De 1958 à aujourd’hui, Luc Moullet, en cinéphile infatigable, a toujours vu, pensé et écrit sur le cinéma, à travers le prisme de cette curieuse et fascinante chose qu’est sa sensibilité. Ce recueil de texte monumental est un véritable bijou d‘intelligence, d‘humour, de délire et de clarté. L’activité critique s’y révèle être à la fois une étude des œuvres et des cinéastes, mais aussi un pur exercice littéraire dans lequel la personnalité et la sensibilité de cet être marginal s’affirment.

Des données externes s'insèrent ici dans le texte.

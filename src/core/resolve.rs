// StaffSift - core/resolve.rs
//
// Resolution of indirect record dimensions. Attendance and leave
// records carry an `employee_id`, candidates a `job_id`; filtering and
// display work on the resolved display values. Lookups are built once
// per dataset as owned hash indexes so a filter pass never scans the
// employee list per record.

use crate::core::model::{Employee, JobOpening};
use crate::util::constants::UNKNOWN;
use std::collections::HashMap;

// =============================================================================
// Employee resolution
// =============================================================================

/// Lookup capability for employee display dimensions.
///
/// The `display_*` methods apply the "Unknown" sentinel for ids that do
/// not resolve, so a record referencing a purged employee still renders
/// and still matches a free-text search for "unknown".
pub trait EmployeeResolver {
    /// Full display name, if the id resolves.
    fn full_name(&self, employee_id: &str) -> Option<&str>;

    /// Department, if the id resolves. An employee with an empty
    /// department resolves to the empty string, which is distinct from
    /// an unresolvable id.
    fn department(&self, employee_id: &str) -> Option<&str>;

    /// Display name with the sentinel applied.
    fn display_name(&self, employee_id: &str) -> String {
        self.full_name(employee_id).unwrap_or(UNKNOWN).to_owned()
    }

    /// Department with the sentinel applied.
    fn display_department(&self, employee_id: &str) -> String {
        self.department(employee_id).unwrap_or(UNKNOWN).to_owned()
    }
}

/// Hash-indexed employee directory. Owns its display strings so it can
/// live alongside the record collections without borrowing them.
#[derive(Debug, Default)]
pub struct EmployeeDirectory {
    entries: HashMap<String, DirectoryEntry>,
}

#[derive(Debug)]
struct DirectoryEntry {
    full_name: String,
    department: String,
}

impl EmployeeDirectory {
    /// Build the index from an employee collection. Later duplicates of
    /// an id win, matching a snapshot where a re-imported employee
    /// appears twice.
    pub fn new(employees: &[Employee]) -> Self {
        let mut entries = HashMap::with_capacity(employees.len());
        for emp in employees {
            entries.insert(
                emp.id.clone(),
                DirectoryEntry {
                    full_name: emp.full_name(),
                    department: emp.department.clone(),
                },
            );
        }
        Self { entries }
    }

    pub fn len(&self) -> usize {
        self.entries.len()
    }

    pub fn is_empty(&self) -> bool {
        self.entries.is_empty()
    }
}

impl EmployeeResolver for EmployeeDirectory {
    fn full_name(&self, employee_id: &str) -> Option<&str> {
        self.entries.get(employee_id).map(|e| e.full_name.as_str())
    }

    fn department(&self, employee_id: &str) -> Option<&str> {
        self.entries.get(employee_id).map(|e| e.department.as_str())
    }
}

// =============================================================================
// Job resolution
// =============================================================================

/// Hash-indexed job-title catalogue for candidate records.
#[derive(Debug, Default)]
pub struct JobCatalog {
    titles: HashMap<String, String>,
}

impl JobCatalog {
    /// Build the index from a job collection. Later duplicates win.
    pub fn new(jobs: &[JobOpening]) -> Self {
        let mut titles = HashMap::with_capacity(jobs.len());
        for job in jobs {
            titles.insert(job.id.clone(), job.title.clone());
        }
        Self { titles }
    }

    /// Job title, if the id resolves.
    pub fn title(&self, job_id: &str) -> Option<&str> {
        self.titles.get(job_id).map(String::as_str)
    }

    /// Job title with the "Unknown" sentinel applied.
    pub fn display_title(&self, job_id: &str) -> String {
        self.title(job_id).unwrap_or(UNKNOWN).to_owned()
    }

    pub fn len(&self) -> usize {
        self.titles.len()
    }

    pub fn is_empty(&self) -> bool {
        self.titles.is_empty()
    }
}

// =============================================================================
// Tests
// =============================================================================
// =============================================================================
// Table rendering
// =============================================================================

/// Print rows as space-aligned columns with a header and rule line.
fn print_table(headers: &[&str], rows: &[Vec<String>]) {
    let mut widths: Vec<usize> = headers.iter().map(|h| h.chars().count()).collect();
    for row in rows {
        for (col, cell) in row.iter().enumerate() {
            widths[col] = widths[col].max(cell.chars().count());
        }
    }

    let header_line = headers
        .iter()
        .enumerate()
        .map(|(col, h)| format!("{:<width$}", h, width = widths[col]))
        .collect::<Vec<_>>()
        .join("  ");
    println!("{}", header_line.trim_end());

    let rule = widths
        .iter()
        .map(|w| "-".repeat(*w))
        .collect::<Vec<_>>()
        .join("  ");
    println!("{rule}");

    for row in rows {
        let line = row
            .iter()
            .enumerate()
            .map(|(col, cell)| format!("{:<width$}", cell, width = widths[col]))
            .collect::<Vec<_>>()
            .join("  ");
        println!("{}", line.trim_end());
    }
}

/// Counter footer. Always reports the full filtered count, even when the
/// table itself is truncated.
fn print_footer(visible: usize, total: usize, limit: usize) {
    println!();
    if visible > limit {
        println!("Showing {visible} of {total} records (first {limit} displayed)");
    } else {
        println!("Showing {visible} of {total} records");
    }
}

Piges choisies. Tel est le titre de ce recueil de textes critiques de Luc Moullet, paru chez l’éditeur Capricci. Sur la couverture, le bon Luc est assis devant une machine à écrire, et avec ce simple détail burlesque et ironique imprime efficacement et profondément son univers et sa personnalité. Pourtant, ces textes sont tout sauf des piges, c’est-à-dire ces choses impersonnelles, alimentaires. Car, malgré l’humour, il serait faux de croire que Moullet soit un gentil qui se plie comme simple tâcheron à la logique d’une quelconque feuille de papier dont il se fout royalement. Radical dans son cinéma, Moullet le sera autant dans sa critique, affirmant d’emblée un style et un ton, tout en reconnaissant à posteriori l’influence des plus anciens que lui, et notamment celle de Truffaut. Car écrire n’est pas une ambition dans le sens où cette activité va contribuer à vous remplir les poches. Écrire est avant tout un moyen de faire entendre au monde, ou plutôt à un cercle restreint de rats de cinémathèque, son avis et ses convictions quant aux films et aux réalisateurs. Mais c’est aussi une façon d’adhérer à un groupe, à une chapelle, et, dans le cas de Moullet qui n’a jamais dissimulé ses admirations, d’inscrire son nom aux côtés de ceux que l’on estime, dans une revue que l’on dévore, à laquelle, malgré les divergences, on adhère. Lui qui était prêt à payer pour avoir ses articles publiés dans Les Cahiers du Cinéma se retrouve tout surpris lorsqu’il se voit pour la première fois rémunéré.
Rétrospectivement, pour celui qui connaît et apprécie l’œuvre de ce cinéaste, ces textes laissent apparaître ce qu’est la sensibilité de cet homme. S’il ne tombe pas dans une critique subjective délirante, Moullet, dans son approche brillante, claire et limpide des œuvres, dévoile pourtant ce qui exacerbe ses émotions. Les films très personnels de ce réalisateur sont tellement à part qu’ils laissent apparaître d’emblée les composantes de cette singularité. C’est pourquoi il est à la fois fascinant et intéressant de se replonger dans un travail critique qui a parfois précédé le premier passage derrière la caméra, et d’y voir qu’en parlant des autres le cinéaste laisse transparaître des obsessions propres, qui sont comme de germes en vue d’élaborer ses propres films. Car dans un texte comme celui écrit sur Samuel Fuller, certaines phrases pourraient rétrospectivement servir à une étude sur l’œuvre de ce cinéaste/critique. Ainsi, comment ne pas penser à lui en lisant ces remarques : « la lutte perpétuelle contre les éléments, en laquelle l’homme reconnaît sa dignité » ou encore « C’est que l’homme appartient à l’ordre de la terre, et il doit lui ressembler, avec toute son âpre beauté ». Ou alors de voir cet auteur dont les films se situent souvent dans sa région natale, attacher une telle importance, notamment dans son approche du cinéma français, aux lieux de naissance des cinéastes, à l’aspect régionaliste.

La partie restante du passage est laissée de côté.